Task description: Go through the material and tally the lines containing the string "match". Give the total alone.
*** Supplied records ***
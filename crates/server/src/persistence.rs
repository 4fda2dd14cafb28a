//! Region-chunk persistence in region containers.
//!
//! Chunks are grouped 32×32 per file under `<dir>/region/r.X.Z.vxr`. Each
//! slot holds the bytes of [`RegionChunk::write`], compressed by
//! `fastanvil`. A chunk with nothing to persist is removed from its slot.

use std::collections::HashMap;
use std::fs;
use std::io::{Cursor, Seek};
use std::path::{Path, PathBuf};
use std::sync::Arc;
use std::time::Instant;

use anyhow::{Context, Result};

use voxtile_engine::world::World;
use voxtile_engine::world::chunk::RegionChunk;
use voxtile_engine::world::position::ChunkPos;

const REGION_EXTENSION: &str = "vxr";
const REGION_SIZE: i32 = 32;

type Region = fastanvil::Region<Cursor<Vec<u8>>>;

fn region_of(pos: ChunkPos) -> (i32, i32) {
    (pos.x.div_euclid(REGION_SIZE), pos.z.div_euclid(REGION_SIZE))
}

fn local_of(pos: ChunkPos) -> (usize, usize) {
    (
        pos.x.rem_euclid(REGION_SIZE) as usize,
        pos.z.rem_euclid(REGION_SIZE) as usize,
    )
}

fn region_path(dir: &Path, (rx, rz): (i32, i32)) -> PathBuf {
    dir.join("region").join(format!("r.{rx}.{rz}.{REGION_EXTENSION}"))
}

/// Parse `r.X.Z.vxr` into region coordinates.
fn parse_region_name(name: &str) -> Option<(i32, i32)> {
    let stem = name.strip_suffix(REGION_EXTENSION)?.strip_suffix('.')?;
    let mut parts = stem.split('.');
    if parts.next()? != "r" {
        return None;
    }
    let rx = parts.next()?.parse().ok()?;
    let rz = parts.next()?.parse().ok()?;
    parts.next().is_none().then_some((rx, rz))
}

fn open_region(path: &Path) -> Result<Region> {
    let bytes = fs::read(path).with_context(|| format!("reading region {}", path.display()))?;
    fastanvil::Region::from_stream(Cursor::new(bytes))
        .with_context(|| format!("parsing region {}", path.display()))
}

fn flush_region(region: Region, path: &Path) -> Result<()> {
    let mut cursor = region
        .into_inner()
        .with_context(|| format!("finishing region {}", path.display()))?;
    let len = cursor.stream_position()? as usize;
    let data = cursor.into_inner();
    fs::write(path, &data[..len]).with_context(|| format!("writing region {}", path.display()))
}

// ── Save ─────────────────────────────────────────────────────────────────────

/// Save every dirty chunk. Returns the number of chunks written or removed.
///
/// On failure the drained chunks are marked dirty again so the next save
/// retries them.
pub fn save_world(world: &World, dir: &Path) -> Result<usize> {
    let dirty = world.take_dirty_chunks();
    if dirty.is_empty() {
        tracing::debug!("World save: nothing to save");
        return Ok(0);
    }
    save_chunks(world, dir, &dirty).inspect_err(|_| {
        for pos in &dirty {
            world.mark_dirty(*pos);
        }
    })
}

/// Save the loaded chunks among `positions`, dirty or not. Used before
/// unloading a chunk.
pub fn save_chunks(world: &World, dir: &Path, positions: &[ChunkPos]) -> Result<usize> {
    let start = Instant::now();
    let region_dir = dir.join("region");
    fs::create_dir_all(&region_dir)
        .with_context(|| format!("creating {}", region_dir.display()))?;

    let mut by_region: HashMap<(i32, i32), Vec<(ChunkPos, Option<Vec<u8>>)>> = HashMap::new();
    for (pos, bytes) in world.encode_chunks(positions) {
        by_region.entry(region_of(pos)).or_default().push((pos, bytes));
    }

    let mut written = 0usize;
    let mut removed = 0usize;
    for (coords, chunks) in &by_region {
        let path = region_path(dir, *coords);
        let exists = path.exists();
        if !exists && chunks.iter().all(|(_, bytes)| bytes.is_none()) {
            continue;
        }

        let mut region = if exists {
            open_region(&path)?
        } else {
            fastanvil::Region::new(Cursor::new(Vec::new()))
                .with_context(|| format!("creating region {}", path.display()))?
        };

        for (pos, bytes) in chunks {
            let (x, z) = local_of(*pos);
            match bytes {
                Some(bytes) => {
                    region
                        .write_chunk(x, z, bytes)
                        .with_context(|| format!("writing chunk {:?}", pos))?;
                    written += 1;
                }
                None => {
                    region
                        .remove_chunk(x, z)
                        .with_context(|| format!("removing chunk {:?}", pos))?;
                    removed += 1;
                }
            }
        }
        flush_region(region, &path)?;
    }

    tracing::info!(
        "World saved: {} chunks written, {} removed across {} regions ({:.2?})",
        written,
        removed,
        by_region.len(),
        start.elapsed(),
    );
    Ok(written + removed)
}

// ── Load ─────────────────────────────────────────────────────────────────────

/// Decode the stored chunk at `pos`, if any. The chunk is not loaded into
/// `world`.
pub fn read_chunk(world: &World, dir: &Path, pos: ChunkPos) -> Result<Option<Arc<RegionChunk>>> {
    let path = region_path(dir, region_of(pos));
    if !path.exists() {
        return Ok(None);
    }
    let mut region = open_region(&path)?;
    let (x, z) = local_of(pos);
    let Some(bytes) = region
        .read_chunk(x, z)
        .with_context(|| format!("reading chunk {:?}", pos))?
    else {
        return Ok(None);
    };
    let chunk = world
        .read_chunk(pos, &bytes)
        .with_context(|| format!("decoding chunk {:?}", pos))?;
    Ok(Some(chunk))
}

/// Load and enable every stored chunk. Chunks that fail to decode are
/// logged and skipped. Returns the positions loaded.
pub fn load_world(world: &World, dir: &Path) -> Result<Vec<ChunkPos>> {
    let region_dir = dir.join("region");
    if !region_dir.is_dir() {
        return Ok(Vec::new());
    }

    let start = Instant::now();
    let mut loaded = Vec::new();
    let mut region_count = 0usize;

    for entry in fs::read_dir(&region_dir)? {
        let path = entry?.path();
        let Some(name) = path.file_name().and_then(|n| n.to_str()) else {
            continue;
        };
        let Some((rx, rz)) = parse_region_name(name) else {
            tracing::warn!("Skipping unexpected file in region dir: {}", name);
            continue;
        };

        let mut region = open_region(&path)?;
        for x in 0..REGION_SIZE {
            for z in 0..REGION_SIZE {
                let pos = ChunkPos::new(rx * REGION_SIZE + x, rz * REGION_SIZE + z);
                let Some(bytes) = region
                    .read_chunk(x as usize, z as usize)
                    .with_context(|| format!("reading chunk {:?} from {}", pos, name))?
                else {
                    continue;
                };
                match world.read_chunk(pos, &bytes) {
                    Ok(chunk) => {
                        world.load_chunk(chunk);
                        loaded.push(pos);
                    }
                    Err(e) => tracing::error!("Skipping corrupt chunk {:?}: {}", pos, e),
                }
            }
        }
        region_count += 1;
    }

    tracing::info!(
        "World loaded: {} chunks from {} regions ({:.2?})",
        loaded.len(),
        region_count,
        start.elapsed(),
    );
    Ok(loaded)
}

// ── Tests ────────────────────────────────────────────────────────────────────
*** End of Supplied records ***
Output below: 2